Era
uma reunião de amigos, todos já no lado mais preguiçoso dos 40
anos, e já tinham falado de tudo. Do governo, da seleção, da vida
em geral (tudo contra). Foi quando um deles disse:
-
Sabe do que eu tenho saudade?
Ninguém
disse “Do quê?”, porque não precisava. Ele continuou:
-
De filme de pirata.
Os
outros suspiraram. Era verdade. Não faziam mais filmes de pirata.

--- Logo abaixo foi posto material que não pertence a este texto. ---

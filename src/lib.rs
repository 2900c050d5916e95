pub mod config;
pub mod streaming;

pub use streaming::{BroadcastHub, Flux, Signal, StreamError, Subscriber, Subscription};
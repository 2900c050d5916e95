use log::{debug, warn};
use tokio::sync::mpsc;

use super::error::{ForwardError, SinkError, StreamError};
use super::flux::Flux;
use super::signal::Signal;
use super::subscription::{Subscriber, Subscription};
use crate::config::SinkConfig;

/// Asynchronous consumer at the edge of a pipeline, such as a network
/// connection pushing events to a remote client.
#[trait_variant::make(SignalSink: Send)]
pub trait LocalSignalSink<T> {
    /// Accepts one item. An error stops forwarding and cancels the stream.
    async fn send(&mut self, item: T) -> Result<(), SinkError>;

    /// Called once when the stream ends, with its outcome.
    async fn finish(&mut self, outcome: Result<(), StreamError>);
}

enum Event<T> {
    Subscribed(Subscription),
    Signal(Signal<T>),
}

struct ChannelSubscriber<T> {
    events: mpsc::UnboundedSender<Event<T>>,
}

impl<T: Send> Subscriber<T> for ChannelSubscriber<T> {
    fn on_subscribe(&mut self, subscription: Subscription) {
        if let Err(mpsc::error::SendError(Event::Subscribed(subscription))) =
            self.events.send(Event::Subscribed(subscription))
        {
            subscription.cancel();
        }
    }

    fn on_next(&mut self, item: T) {
        let _ = self.events.send(Event::Signal(Signal::Next(item)));
    }

    fn on_error(&mut self, error: StreamError) {
        let _ = self.events.send(Event::Signal(Signal::Error(error)));
    }

    fn on_complete(&mut self) {
        let _ = self.events.send(Event::Signal(Signal::Complete));
    }
}

/// Cancels the stream if forwarding is abandoned before it terminates.
struct CancelOnDrop {
    subscription: Option<Subscription>,
}

impl CancelOnDrop {
    fn disarm(&mut self) {
        self.subscription = None;
    }
}

impl Drop for CancelOnDrop {
    fn drop(&mut self) {
        if let Some(subscription) = self.subscription.take() {
            subscription.cancel();
        }
    }
}

/// Subscribes to `flux` and feeds its items into `sink`, requesting
/// `batch_size` items at a time. Returns the number of items delivered.
///
/// If the returned future is dropped early the subscription is cancelled.
pub async fn forward<T, S>(flux: &Flux<T>, sink: &mut S, batch_size: u64) -> Result<u64, ForwardError>
where
    T: Send + 'static,
    S: SignalSink<T>,
{
    let batch = batch_size.max(1);
    let (events, mut inbox) = mpsc::unbounded_channel();
    flux.subscribe(ChannelSubscriber { events });

    let mut guard = CancelOnDrop { subscription: None };
    let mut delivered = 0u64;
    let mut in_batch = 0u64;

    while let Some(event) = inbox.recv().await {
        match event {
            Event::Subscribed(subscription) => {
                subscription.request(batch);
                guard.subscription = Some(subscription);
            }
            Event::Signal(Signal::Next(item)) => {
                if let Err(err) = sink.send(item).await {
                    warn!(operator = "forward"; "Sink failed after {} item(s), cancelling: {}", delivered, err);
                    return Err(ForwardError::Sink(err));
                }
                delivered += 1;
                in_batch += 1;
                if in_batch == batch {
                    in_batch = 0;
                    if let Some(subscription) = &guard.subscription {
                        subscription.request(batch);
                    }
                }
            }
            Event::Signal(Signal::Error(error)) => {
                guard.disarm();
                sink.finish(Err(error.clone())).await;
                return Err(ForwardError::Stream(error));
            }
            Event::Signal(Signal::Complete) => {
                guard.disarm();
                debug!(operator = "forward"; "Stream completed after {} item(s)", delivered);
                sink.finish(Ok(())).await;
                return Ok(delivered);
            }
        }
    }

    guard.disarm();
    Err(ForwardError::Stream(StreamError::illegal_state(
        "stream was dropped without a terminal signal",
    )))
}

/// [`forward`] with the batch size taken from configuration.
pub async fn forward_with<T, S>(
    flux: &Flux<T>,
    sink: &mut S,
    config: &SinkConfig,
) -> Result<u64, ForwardError>
where
    T: Send + 'static,
    S: SignalSink<T>,
{
    forward(flux, sink, config.batch_size).await
}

Mais uma prova de que a vida em geral perdera muito com a passagem
dos anos.
-
E filme com escadaria?
Desta
vez não houve consenso. Como, filme com escadaria?
-
Lembra como as pessoas caíam na escada, antigamente? Volta e meia
rolava alguém pela escada, e morria.
-
Ou então, se era mulher, perdia o filho.
-
Exatamente.
Todos
suspiraram outra vez. Ninguém mais rolava pela escada, nos filmes.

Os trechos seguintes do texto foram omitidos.